**Your assignment**
From the records below, please repeat exactly the line that has "F: FnOnce() ->", the line that has "-> Result<Json<Vec<Entry>>, ApiError>", and every line between them, and nothing else.

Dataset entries
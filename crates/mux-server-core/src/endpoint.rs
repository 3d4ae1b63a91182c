//! QUIC server endpoint.
//!
//! `ServerEndpoint` wraps a quinn server endpoint, binding to a local
//! address and accepting incoming connections.

use std::net::SocketAddr;
use std::sync::Arc;

use mux_proto::SelfSignedIdentity;
use mux_proto::error::code;
use mux_proto::tls::build_server_tls_config;
use tracing::info;

use crate::connection::ServerConnection;
use crate::error::{Result, ServerError};

/// A QUIC server endpoint that accepts mux connections.
pub struct ServerEndpoint {
    endpoint: quinn::Endpoint,
}

impl ServerEndpoint {
    /// Bind a QUIC server to the given address, presenting `identity`.
    ///
    /// Must be called from within a Tokio runtime.
    pub fn bind(addr: SocketAddr, identity: &SelfSignedIdentity) -> Result<Self> {
        let rustls_config = build_server_tls_config(identity)?;

        let quic_server_config = quinn::crypto::rustls::QuicServerConfig::try_from(rustls_config)
            .map_err(|e| ServerError::TlsConfig(format!("rustls→quinn: {e}")))?;

        let server_config = quinn::ServerConfig::with_crypto(Arc::new(quic_server_config));

        let endpoint = quinn::Endpoint::server(server_config, addr)
            .map_err(|e| ServerError::Bind(e.to_string()))?;

        info!(%addr, "server endpoint bound");

        Ok(Self { endpoint })
    }

    /// Accept the next incoming connection and complete its handshake.
    pub async fn accept(&self) -> Result<ServerConnection> {
        let incoming = self
            .endpoint
            .accept()
            .await
            .ok_or(ServerError::EndpointClosed)?;

        let connection = incoming.await?;

        info!(remote = %connection.remote_address(), "accepted connection");

        Ok(ServerConnection::new(connection))
    }

    /// Returns the local address this endpoint is bound to.
    pub fn local_addr(&self) -> Result<SocketAddr> {
        self.endpoint
            .local_addr()
            .map_err(|e| ServerError::Bind(e.to_string()))
    }

    /// Close every connection and stop accepting new ones.
    pub fn close(&self) {
        self.endpoint.close(code::NO_ERROR.into(), b"shutdown");
    }
}
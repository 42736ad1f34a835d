//! HTTP handlers for the file manager API.
//!
//! Each handler extracts the caller's logical path and names, then runs the
//! resolution and the storage operation together on the blocking pool.

use axum::Json;
use axum::body::{Body, Bytes};
use axum::extract::{Multipart, Query, Request, State};
use axum::http::HeaderValue;
use axum::http::header::CONTENT_DISPOSITION;
use axum::response::Response;
use serde::Deserialize;
use serde_json::Value;
use std::io::{self, Cursor};
use tower::ServiceExt;
use tower_http::services::ServeFile;

use crate::error::StorageError;
use crate::server::responses::{ApiError, attachment_disposition, ok};
use crate::storage::{Entry, FileOps, UploadOutcome};

/// Shared handler state
#[derive(Debug, Clone)]
pub struct AppState {
    pub ops: FileOps,
}

impl AppState {
    pub fn new(ops: FileOps) -> Self {
        Self { ops }
    }
}

#[derive(Debug, Deserialize)]
pub struct PathQuery {
    #[serde(default)]
    pub path: String,
}

#[derive(Debug, Deserialize)]
pub struct DownloadQuery {
    pub path: String,
}

/// Body of `/api/mkdir` and `/api/delete`
#[derive(Debug, Deserialize)]
pub struct NameRequest {
    #[serde(default)]
    pub path: String,
    pub name: Option<String>,
}

#[derive(Debug, Deserialize)]
#[serde(rename_all = "camelCase")]
pub struct RenameRequest {
    #[serde(default)]
    pub path: String,
    pub old_name: Option<String>,
    pub new_name: Option<String>,
}

/// Run a storage call on the blocking pool.
async fn run_blocking<T, F>(operation: &'static str, f: F) -> Result<T, ApiError>
where
    F: FnOnce() -> Result<T, StorageError> + Send + 'static,
    T: Send + 'static,
{
    match tokio::task::spawn_blocking(f).await {
        Ok(result) => result.map_err(|e| ApiError::storage(operation, e)),
        Err(e) => Err(ApiError::storage(
            operation,
            StorageError::IoError(io::Error::other(format!("worker task failed: {e}"))),
        )),
    }
}

/// GET /api/list?path=
pub async fn list(
    State(state): State<AppState>,
    Query(query): Query<PathQuery>,
) -> Result<Json<Vec<Entry>>, ApiError> {
    let ops = state.ops;
    let entries = run_blocking("list", move || {
        let dir = ops.resolver().resolve(&query.path)?;
        ops.list(&dir)
    })
    .await?;
    Ok(Json(entries))
}

/// GET /api/download?path=
pub async fn download(
    State(state): State<AppState>,
    Query(query): Query<DownloadQuery>,
    request: Request,
) -> Result<Response, ApiError> {
    let ops = state.ops;
    let download = run_blocking("download", move || {
        let file = ops.resolver().resolve(&query.path)?;
        ops.download(&file)
    })
    .await?;

    let response = match ServeFile::new(download.path.as_path()).oneshot(request).await {
        Ok(response) => response,
        Err(never) => match never {},
    };
    let mut response = response.map(Body::new);

    if let Ok(value) = HeaderValue::from_str(&attachment_disposition(&download.file_name)) {
        response.headers_mut().insert(CONTENT_DISPOSITION, value);
    }
    Ok(response)
}

/// POST /api/upload?path= with multipart file parts
pub async fn upload(
    State(state): State<AppState>,
    Query(query): Query<PathQuery>,
    mut multipart: Multipart,
) -> Result<Json<Vec<UploadOutcome>>, ApiError> {
    let mut files: Vec<(String, Cursor<Bytes>)> = Vec::new();
    while let Some(field) = multipart.next_field().await? {
        // Plain form fields carry no file.
        let Some(file_name) = field.file_name().map(str::to_string) else {
            continue;
        };
        let data = field.bytes().await?;
        files.push((file_name, Cursor::new(data)));
    }

    let ops = state.ops;
    let outcomes = run_blocking("upload", move || {
        let dir = ops.resolver().resolve(&query.path)?;
        ops.upload(&dir, files)
    })
    .await?;
    Ok(Json(outcomes))
}

/// POST /api/mkdir with `{path, name}`
pub async fn mkdir(
    State(state): State<AppState>,
    Json(body): Json<NameRequest>,
) -> Result<Json<Value>, ApiError> {
    let ops = state.ops;
    let name = body.name.unwrap_or_default();
    run_blocking("mkdir", move || {
        let dir = ops.resolver().resolve(&body.path)?;
        ops.mkdir(&dir, &name).map(|_| ())
    })
    .await?;
    Ok(ok())
}

/// POST /api/rename with `{path, oldName, newName}`
pub async fn rename(
    State(state): State<AppState>,
    Json(body): Json<RenameRequest>,
) -> Result<Json<Value>, ApiError> {
    let ops = state.ops;
    let old_name = body.old_name.unwrap_or_default();
    let new_name = body.new_name.unwrap_or_default();
    run_blocking("rename", move || {
        let dir = ops.resolver().resolve(&body.path)?;
        ops.rename(&dir, &old_name, &new_name)
    })
    .await?;
    Ok(ok())
}

/// POST /api/delete with `{path, name}`
pub async fn delete(
    State(state): State<AppState>,
    Json(body): Json<NameRequest>,
) -> Result<Json<Value>, ApiError> {
    let ops = state.ops;
    let name = body.name.unwrap_or_default();
    run_blocking("delete", move || {
        let dir = ops.resolver().resolve(&body.path)?;
        ops.delete(&dir, &name)
    })
    .await?;
    Ok(ok())
}
//! File manager server - Entry Point
//!
//! Serves a sandboxed directory tree over HTTP.

use env_logger::Env;
use log::{error, info};

use file_manager::Server;
use file_manager::config::ServerConfig;
use file_manager::error::FileManagerError;

#[tokio::main]
async fn main() {
    // RUST_LOG overrides the default level
    env_logger::Builder::from_env(Env::default().default_filter_or("info")).init();

    info!("Launching file manager...");

    if let Err(e) = run().await {
        error!("Server startup failed: {}", e);
        std::process::exit(1);
    }
}

async fn run() -> Result<(), FileManagerError> {
    let config = ServerConfig::load()?;
    let server = Server::new(config).await?;
    server.start().await
}
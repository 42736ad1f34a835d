//! Logging middleware
//!
//! Provides request logging functionality.

use axum::extract::Request;
use axum::middleware::Next;
use axum::response::Response;
use log::info;
use std::time::Instant;

/// Log method, path, status and latency of every request.
///
/// The query string is left out; it carries caller paths that are logged by
/// the storage layer when relevant.
pub async fn log_request(request: Request, next: Next) -> Response {
    let method = request.method().clone();
    let path = request.uri().path().to_string();
    let started = Instant::now();

    let response = next.run(request).await;

    info!(
        "{} {} -> {} ({} ms)",
        method,
        path,
        response.status().as_u16(),
        started.elapsed().as_millis()
    );
    response
}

**Answer section**
    F: FnOnce() -> Result<T, StorageError> + Send + 'static,
    T: Send + 'static,
{
    match tokio::task::spawn_blocking(f).await {
        Ok(result) => result.map_err(|e| ApiError::storage(operation, e)),
        Err(e) => Err(ApiError::storage(
            operation,
            StorageError::IoError(io::Error::other(format!("worker task failed: {e}"))),
        )),
    }
}

/// GET /api/list?path=
pub async fn list(
    State(state): State<AppState>,
    Query(query): Query<PathQuery>,
) -> Result<Json<Vec<Entry>>, ApiError> {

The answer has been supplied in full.